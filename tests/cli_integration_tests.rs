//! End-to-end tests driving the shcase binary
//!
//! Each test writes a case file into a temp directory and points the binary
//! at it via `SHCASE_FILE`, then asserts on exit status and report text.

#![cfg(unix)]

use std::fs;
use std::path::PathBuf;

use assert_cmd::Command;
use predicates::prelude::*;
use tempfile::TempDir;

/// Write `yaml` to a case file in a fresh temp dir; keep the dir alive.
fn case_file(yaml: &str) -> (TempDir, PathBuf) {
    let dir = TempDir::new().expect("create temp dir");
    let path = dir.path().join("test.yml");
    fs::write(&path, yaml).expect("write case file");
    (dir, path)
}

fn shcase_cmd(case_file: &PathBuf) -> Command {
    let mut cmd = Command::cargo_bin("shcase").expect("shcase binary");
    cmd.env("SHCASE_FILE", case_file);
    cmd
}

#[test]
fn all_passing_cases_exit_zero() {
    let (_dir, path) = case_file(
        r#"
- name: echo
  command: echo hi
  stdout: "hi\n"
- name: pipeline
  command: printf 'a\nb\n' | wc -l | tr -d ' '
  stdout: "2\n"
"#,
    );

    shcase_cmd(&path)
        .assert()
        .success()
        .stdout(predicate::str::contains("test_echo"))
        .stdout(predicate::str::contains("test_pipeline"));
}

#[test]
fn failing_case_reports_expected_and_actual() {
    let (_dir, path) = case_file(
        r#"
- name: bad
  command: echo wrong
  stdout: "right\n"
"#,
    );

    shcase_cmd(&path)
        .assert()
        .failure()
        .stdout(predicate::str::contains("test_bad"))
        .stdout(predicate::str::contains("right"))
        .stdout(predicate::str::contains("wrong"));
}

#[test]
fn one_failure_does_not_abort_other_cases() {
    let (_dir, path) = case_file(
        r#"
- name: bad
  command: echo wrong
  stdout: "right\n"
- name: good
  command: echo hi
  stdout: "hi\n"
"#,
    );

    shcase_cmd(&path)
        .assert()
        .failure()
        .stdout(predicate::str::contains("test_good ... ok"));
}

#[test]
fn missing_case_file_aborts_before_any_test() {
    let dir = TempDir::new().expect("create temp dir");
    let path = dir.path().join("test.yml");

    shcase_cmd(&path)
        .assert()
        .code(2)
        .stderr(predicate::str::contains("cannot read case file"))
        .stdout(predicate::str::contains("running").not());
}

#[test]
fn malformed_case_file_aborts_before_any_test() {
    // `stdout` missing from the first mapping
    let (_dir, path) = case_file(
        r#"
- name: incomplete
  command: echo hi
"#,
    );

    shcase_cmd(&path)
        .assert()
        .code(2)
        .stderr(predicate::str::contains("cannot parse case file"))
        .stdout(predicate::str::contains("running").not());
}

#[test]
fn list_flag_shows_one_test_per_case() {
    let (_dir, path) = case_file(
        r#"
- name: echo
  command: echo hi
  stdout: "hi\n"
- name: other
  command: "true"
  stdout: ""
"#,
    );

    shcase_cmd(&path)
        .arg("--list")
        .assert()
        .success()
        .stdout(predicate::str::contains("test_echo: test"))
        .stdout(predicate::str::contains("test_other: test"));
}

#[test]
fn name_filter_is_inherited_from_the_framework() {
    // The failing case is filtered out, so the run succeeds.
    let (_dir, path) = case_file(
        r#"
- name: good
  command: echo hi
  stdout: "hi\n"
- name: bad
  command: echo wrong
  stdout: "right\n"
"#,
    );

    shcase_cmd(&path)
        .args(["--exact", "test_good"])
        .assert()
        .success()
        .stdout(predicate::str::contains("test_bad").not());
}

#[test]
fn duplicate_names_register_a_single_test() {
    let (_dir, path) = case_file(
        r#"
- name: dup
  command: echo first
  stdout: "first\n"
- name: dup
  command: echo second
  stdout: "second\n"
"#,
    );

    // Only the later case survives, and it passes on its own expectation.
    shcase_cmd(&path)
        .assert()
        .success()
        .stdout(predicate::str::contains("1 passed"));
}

--

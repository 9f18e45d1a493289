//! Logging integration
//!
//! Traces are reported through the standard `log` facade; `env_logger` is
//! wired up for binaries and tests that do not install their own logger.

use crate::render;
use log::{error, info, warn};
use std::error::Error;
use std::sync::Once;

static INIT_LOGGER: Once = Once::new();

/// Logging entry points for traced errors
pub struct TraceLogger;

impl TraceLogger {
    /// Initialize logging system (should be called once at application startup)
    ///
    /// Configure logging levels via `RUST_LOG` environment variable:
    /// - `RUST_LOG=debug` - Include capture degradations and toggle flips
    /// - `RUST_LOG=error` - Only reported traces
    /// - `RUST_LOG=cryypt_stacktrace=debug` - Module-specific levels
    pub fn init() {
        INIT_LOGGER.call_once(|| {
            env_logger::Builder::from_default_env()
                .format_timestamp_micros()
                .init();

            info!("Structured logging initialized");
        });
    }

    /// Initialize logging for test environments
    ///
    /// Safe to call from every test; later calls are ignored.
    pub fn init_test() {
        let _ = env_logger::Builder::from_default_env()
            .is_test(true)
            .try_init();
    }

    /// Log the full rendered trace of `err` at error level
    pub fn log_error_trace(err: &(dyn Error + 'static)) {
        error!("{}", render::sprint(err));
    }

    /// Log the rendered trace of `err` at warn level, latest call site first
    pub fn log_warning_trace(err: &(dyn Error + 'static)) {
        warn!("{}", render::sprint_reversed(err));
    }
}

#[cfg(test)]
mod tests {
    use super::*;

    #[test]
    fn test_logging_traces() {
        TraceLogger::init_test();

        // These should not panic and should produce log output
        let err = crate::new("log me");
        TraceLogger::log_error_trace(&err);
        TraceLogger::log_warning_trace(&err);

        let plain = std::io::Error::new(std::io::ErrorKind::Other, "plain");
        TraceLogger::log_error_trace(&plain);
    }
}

...

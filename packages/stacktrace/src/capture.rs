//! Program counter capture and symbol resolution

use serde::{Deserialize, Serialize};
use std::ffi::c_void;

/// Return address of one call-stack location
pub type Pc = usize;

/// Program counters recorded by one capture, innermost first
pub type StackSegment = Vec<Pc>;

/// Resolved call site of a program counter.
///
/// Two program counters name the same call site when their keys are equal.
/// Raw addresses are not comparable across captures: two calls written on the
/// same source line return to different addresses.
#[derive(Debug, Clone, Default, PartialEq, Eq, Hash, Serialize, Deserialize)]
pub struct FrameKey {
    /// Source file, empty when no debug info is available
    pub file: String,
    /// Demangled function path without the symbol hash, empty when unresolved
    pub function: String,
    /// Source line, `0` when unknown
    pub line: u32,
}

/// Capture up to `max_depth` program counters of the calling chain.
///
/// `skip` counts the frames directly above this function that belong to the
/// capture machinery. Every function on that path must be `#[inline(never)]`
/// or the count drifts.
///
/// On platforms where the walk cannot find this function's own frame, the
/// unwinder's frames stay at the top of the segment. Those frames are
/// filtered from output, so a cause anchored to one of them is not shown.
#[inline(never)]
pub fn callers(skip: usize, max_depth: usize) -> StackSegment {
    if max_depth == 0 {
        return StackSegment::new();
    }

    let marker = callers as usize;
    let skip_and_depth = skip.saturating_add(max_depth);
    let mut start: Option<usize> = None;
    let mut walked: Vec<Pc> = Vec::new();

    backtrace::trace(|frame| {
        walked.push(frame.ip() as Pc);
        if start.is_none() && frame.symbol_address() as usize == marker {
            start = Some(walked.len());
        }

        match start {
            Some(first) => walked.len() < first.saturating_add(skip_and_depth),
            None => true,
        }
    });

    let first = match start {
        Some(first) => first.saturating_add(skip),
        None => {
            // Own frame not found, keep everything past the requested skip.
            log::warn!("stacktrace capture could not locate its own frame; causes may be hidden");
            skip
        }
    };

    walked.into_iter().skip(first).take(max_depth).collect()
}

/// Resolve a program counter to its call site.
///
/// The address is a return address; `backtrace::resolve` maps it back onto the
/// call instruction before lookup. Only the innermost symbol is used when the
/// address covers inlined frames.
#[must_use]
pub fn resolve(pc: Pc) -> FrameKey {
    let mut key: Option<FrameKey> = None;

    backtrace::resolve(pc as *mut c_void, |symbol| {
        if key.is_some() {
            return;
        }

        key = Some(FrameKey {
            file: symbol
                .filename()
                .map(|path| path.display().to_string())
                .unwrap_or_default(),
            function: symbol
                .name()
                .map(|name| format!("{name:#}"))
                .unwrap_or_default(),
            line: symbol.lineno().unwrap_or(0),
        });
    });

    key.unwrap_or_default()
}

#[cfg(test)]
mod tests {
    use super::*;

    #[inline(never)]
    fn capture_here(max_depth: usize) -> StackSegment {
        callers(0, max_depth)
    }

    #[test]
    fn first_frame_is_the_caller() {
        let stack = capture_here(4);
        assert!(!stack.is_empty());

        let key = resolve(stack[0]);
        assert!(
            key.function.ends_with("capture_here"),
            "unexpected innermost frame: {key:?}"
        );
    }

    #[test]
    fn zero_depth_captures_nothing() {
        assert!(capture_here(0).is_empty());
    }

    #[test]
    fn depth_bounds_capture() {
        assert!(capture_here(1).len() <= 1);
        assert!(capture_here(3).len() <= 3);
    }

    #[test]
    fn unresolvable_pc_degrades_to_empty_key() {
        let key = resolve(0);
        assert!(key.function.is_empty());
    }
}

PROBLEM TO WORK ON — Whenever the string "addresses" shows up in a line of the records, copy that line.

TASK ANSWER —
/// Raw addresses are not comparable across captures: two calls written on the
/// same source line return to different addresses.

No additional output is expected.